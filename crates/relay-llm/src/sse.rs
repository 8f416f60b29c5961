//! # SSE Parser
//!
//! Shared Server-Sent Events parser for provider streams.
//!
//! Every supported provider streams over HTTP SSE. This module handles:
//! - Line buffering across arbitrary chunk boundaries (bytes are buffered
//!   until a full line arrives, so multi-byte characters never split)
//! - `data: ` prefix extraction, `\r\n` endings, comments and `event:` lines
//! - `[DONE]` marker filtering
//! - Remaining buffer processing when the body ends without a newline
//!
//! Read errors from the body are forwarded, not swallowed: a connection
//! dropped mid-stream must fail the attempt rather than look like a short
//! but successful response.

use bytes::{Bytes, BytesMut};
use futures::Stream;
use tokio_stream::StreamExt;
use tracing::warn;

use crate::provider::ProviderError;

/// Options for the SSE parser.
#[derive(Clone, Debug)]
pub struct SseParserOptions {
    /// Whether to process remaining buffer content after the body ends.
    pub process_remaining_buffer: bool,
}

impl Default for SseParserOptions {
    fn default() -> Self {
        Self {
            process_remaining_buffer: true,
        }
    }
}

/// Parse SSE lines from a byte stream and yield data payloads.
///
/// Yields one `Ok(String)` per non-empty `data:` line and at most one
/// `Err` (the first read error), after which the stream ends.
pub fn parse_sse_lines<S, E>(
    byte_stream: S,
    options: &SseParserOptions,
) -> impl Stream<Item = Result<String, ProviderError>> + Send + use<S, E>
where
    S: Stream<Item = Result<Bytes, E>> + Send + Unpin + 'static,
    E: Into<ProviderError> + Send + 'static,
{
    let process_remaining = options.process_remaining_buffer;

    futures::stream::unfold(
        (byte_stream, BytesMut::with_capacity(8192), false),
        move |(mut stream, mut buffer, done)| async move {
            if done {
                return None;
            }

            loop {
                if let Some(newline_pos) = buffer.iter().position(|&b| b == b'\n') {
                    let mut line_bytes = buffer.split_to(newline_pos + 1);
                    line_bytes.truncate(line_bytes.len() - 1);
                    if line_bytes.last() == Some(&b'\r') {
                        line_bytes.truncate(line_bytes.len() - 1);
                    }

                    let Ok(line) = std::str::from_utf8(&line_bytes) else {
                        warn!("skipping SSE line with invalid UTF-8");
                        continue;
                    };

                    if let Some(data) = extract_sse_data(line) {
                        return Some((Ok(data), (stream, buffer, false)));
                    }
                    continue;
                }

                match stream.next().await {
                    Some(Ok(chunk)) => buffer.extend_from_slice(&chunk),
                    Some(Err(e)) => {
                        let err: ProviderError = e.into();
                        warn!(error = %err, "SSE stream read error");
                        return Some((Err(err), (stream, buffer, true)));
                    }
                    None => {
                        if process_remaining && !buffer.is_empty() {
                            let data = std::str::from_utf8(&buffer)
                                .ok()
                                .and_then(|s| extract_sse_data(s.trim()));
                            buffer.clear();
                            if let Some(data) = data {
                                return Some((Ok(data), (stream, buffer, true)));
                            }
                        }
                        return None;
                    }
                }
            }
        },
    )
}

/// Extract the data payload from an SSE line.
///
/// Returns `None` for comments, empty lines, non-data fields, empty data
/// and `[DONE]` markers.
fn extract_sse_data(line: &str) -> Option<String> {
    let trimmed = line.trim();
    if trimmed.is_empty() || trimmed.starts_with(':') {
        return None;
    }

    let data = trimmed
        .strip_prefix("data: ")
        .or_else(|| trimmed.strip_prefix("data:"))?
        .trim();

    if data.is_empty() || data == "[DONE]" {
        return None;
    }

    Some(data.to_string())
}

// ─────────────────────────────────────────────────────────────────────────────
// Tests
// ─────────────────────────────────────────────────────────────────────────────
//! Backoff calculation.
//!
//! The portable, sync-only building blocks of the retry policy. The async
//! retry loop lives in `relay-llm`, which owns the tokio timer:
//!
//! - [`BackoffPolicy`]: base and cap for exponential backoff
//! - [`calculate_backoff_delay`]: `min(cap, base * 2^attempt)`
//! - [`parse_retry_after_header`]: parse a `Retry-After` HTTP header

use std::time::Duration;

use serde::{Deserialize, Serialize};

// ─────────────────────────────────────────────────────────────────────────────
// Configuration
// ─────────────────────────────────────────────────────────────────────────────

/// Default base delay in milliseconds.
pub const DEFAULT_BASE_DELAY_MS: u64 = 1000;
/// Default maximum delay in milliseconds.
pub const DEFAULT_MAX_DELAY_MS: u64 = 10_000;

/// Exponential backoff parameters.
#[derive(Clone, Copy, Debug, PartialEq, Eq, Serialize, Deserialize)]
#[serde(rename_all = "camelCase")]
pub struct BackoffPolicy {
    /// Delay before the first retry in ms (default: 1000).
    #[serde(default = "default_base_delay_ms")]
    pub base_delay_ms: u64,
    /// Upper bound on any single delay in ms (default: 10000).
    #[serde(default = "default_max_delay_ms")]
    pub max_delay_ms: u64,
}

fn default_base_delay_ms() -> u64 {
    DEFAULT_BASE_DELAY_MS
}
fn default_max_delay_ms() -> u64 {
    DEFAULT_MAX_DELAY_MS
}

impl Default for BackoffPolicy {
    fn default() -> Self {
        Self {
            base_delay_ms: DEFAULT_BASE_DELAY_MS,
            max_delay_ms: DEFAULT_MAX_DELAY_MS,
        }
    }
}

impl BackoffPolicy {
    /// Create a policy from base and cap.
    pub fn new(base_delay_ms: u64, max_delay_ms: u64) -> Self {
        Self {
            base_delay_ms,
            max_delay_ms,
        }
    }

    /// Delay before retry number `attempt` (zero-based).
    ///
    /// A server-provided `Retry-After` hint can only lengthen the wait; the
    /// result never exceeds `max_delay_ms`.
    pub fn delay(&self, attempt: u32, retry_after_ms: Option<u64>) -> Duration {
        let computed = calculate_backoff_delay(attempt, self.base_delay_ms, self.max_delay_ms);
        let ms = retry_after_ms
            .map_or(computed, |hint| computed.max(hint))
            .min(self.max_delay_ms);
        Duration::from_millis(ms)
    }
}

// ─────────────────────────────────────────────────────────────────────────────
// Backoff calculation
// ─────────────────────────────────────────────────────────────────────────────

/// Calculate exponential backoff delay.
///
/// Formula: `min(max_delay, base_delay * 2^attempt)`
///
/// * `attempt`: zero-based retry index (0 for first retry)
#[must_use]
pub fn calculate_backoff_delay(attempt: u32, base_delay_ms: u64, max_delay_ms: u64) -> u64 {
    base_delay_ms
        .saturating_mul(1u64 << attempt.min(31))
        .min(max_delay_ms)
}

// ─────────────────────────────────────────────────────────────────────────────
// Retry-After header parsing
// ─────────────────────────────────────────────────────────────────────────────

/// Parse a `Retry-After` HTTP header value.
///
/// Accepts either delta-seconds (`"120"`) or an HTTP-date
/// (`"Thu, 01 Dec 2025 16:00:00 GMT"`). Returns milliseconds, or `None`
/// if the value is neither.
#[must_use]
pub fn parse_retry_after_header(value: &str) -> Option<u64> {
    let value = value.trim();
    if let Ok(seconds) = value.parse::<u64>() {
        return Some(seconds.saturating_mul(1000));
    }

    let date = chrono::DateTime::parse_from_rfc2822(value).ok()?;
    let delay_ms = date
        .signed_duration_since(chrono::Utc::now())
        .num_milliseconds();
    Some(u64::try_from(delay_ms).unwrap_or(0))
}

// ─────────────────────────────────────────────────────────────────────────────
// Tests
// ─────────────────────────────────────────────────────────────────────────────
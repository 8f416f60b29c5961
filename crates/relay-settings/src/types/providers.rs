//! Provider credentials and endpoints.

use serde::{Deserialize, Serialize};

/// Default Anthropic API base URL.
pub const ANTHROPIC_BASE_URL: &str = "https://api.anthropic.com";
/// Default `OpenAI` API base URL.
pub const OPENAI_BASE_URL: &str = "https://api.openai.com/v1";
/// Default `OpenRouter` API base URL.
pub const OPENROUTER_BASE_URL: &str = "https://openrouter.ai/api/v1";
/// Default Gemini API base URL.
pub const GOOGLE_BASE_URL: &str = "https://generativelanguage.googleapis.com/v1beta";

/// Settings for every supported provider family.
#[derive(Clone, Debug, Serialize, Deserialize)]
#[serde(rename_all = "camelCase", default)]
pub struct ProviderSettings {
    /// Anthropic Messages API.
    pub anthropic: ProviderEndpoint,
    /// `OpenAI` chat completions.
    pub openai: ProviderEndpoint,
    /// `OpenRouter` (OpenAI-compatible chat with cost reporting).
    pub openrouter: OpenRouterSettings,
    /// Google Gemini.
    pub google: ProviderEndpoint,
}

impl Default for ProviderSettings {
    fn default() -> Self {
        Self {
            anthropic: ProviderEndpoint::with_base_url(ANTHROPIC_BASE_URL),
            openai: ProviderEndpoint::with_base_url(OPENAI_BASE_URL),
            openrouter: OpenRouterSettings::default(),
            google: ProviderEndpoint::with_base_url(GOOGLE_BASE_URL),
        }
    }
}

/// API key and base URL for one provider.
#[derive(Clone, Default, Serialize, Deserialize)]
#[serde(rename_all = "camelCase", default)]
pub struct ProviderEndpoint {
    /// API key. Usually supplied through the environment.
    #[serde(skip_serializing_if = "Option::is_none")]
    pub api_key: Option<String>,
    /// API base URL without a trailing slash.
    pub base_url: String,
}

impl ProviderEndpoint {
    fn with_base_url(base_url: &str) -> Self {
        Self {
            api_key: None,
            base_url: base_url.to_string(),
        }
    }
}

// Keys stay out of logs.
impl std::fmt::Debug for ProviderEndpoint {
    fn fmt(&self, f: &mut std::fmt::Formatter<'_>) -> std::fmt::Result {
        f.debug_struct("ProviderEndpoint")
            .field("api_key", &self.api_key.as_ref().map(|_| "<redacted>"))
            .field("base_url", &self.base_url)
            .finish()
    }
}

/// `OpenRouter` endpoint plus app attribution headers.
#[derive(Clone, Debug, Serialize, Deserialize)]
#[serde(rename_all = "camelCase", default)]
pub struct OpenRouterSettings {
    /// API key and base URL.
    #[serde(flatten)]
    pub endpoint: ProviderEndpoint,
    /// Sent as `X-Title`.
    #[serde(skip_serializing_if = "Option::is_none")]
    pub app_title: Option<String>,
    /// Sent as `HTTP-Referer`.
    #[serde(skip_serializing_if = "Option::is_none")]
    pub app_url: Option<String>,
}

impl Default for OpenRouterSettings {
    fn default() -> Self {
        Self {
            endpoint: ProviderEndpoint::with_base_url(OPENROUTER_BASE_URL),
            app_title: None,
            app_url: None,
        }
    }
}

// ─────────────────────────────────────────────────────────────────────────────
// Tests
// ─────────────────────────────────────────────────────────────────────────────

Task objective:
Give the count of lines in the entries above that hold the word "never", with no other words.

Task response:
2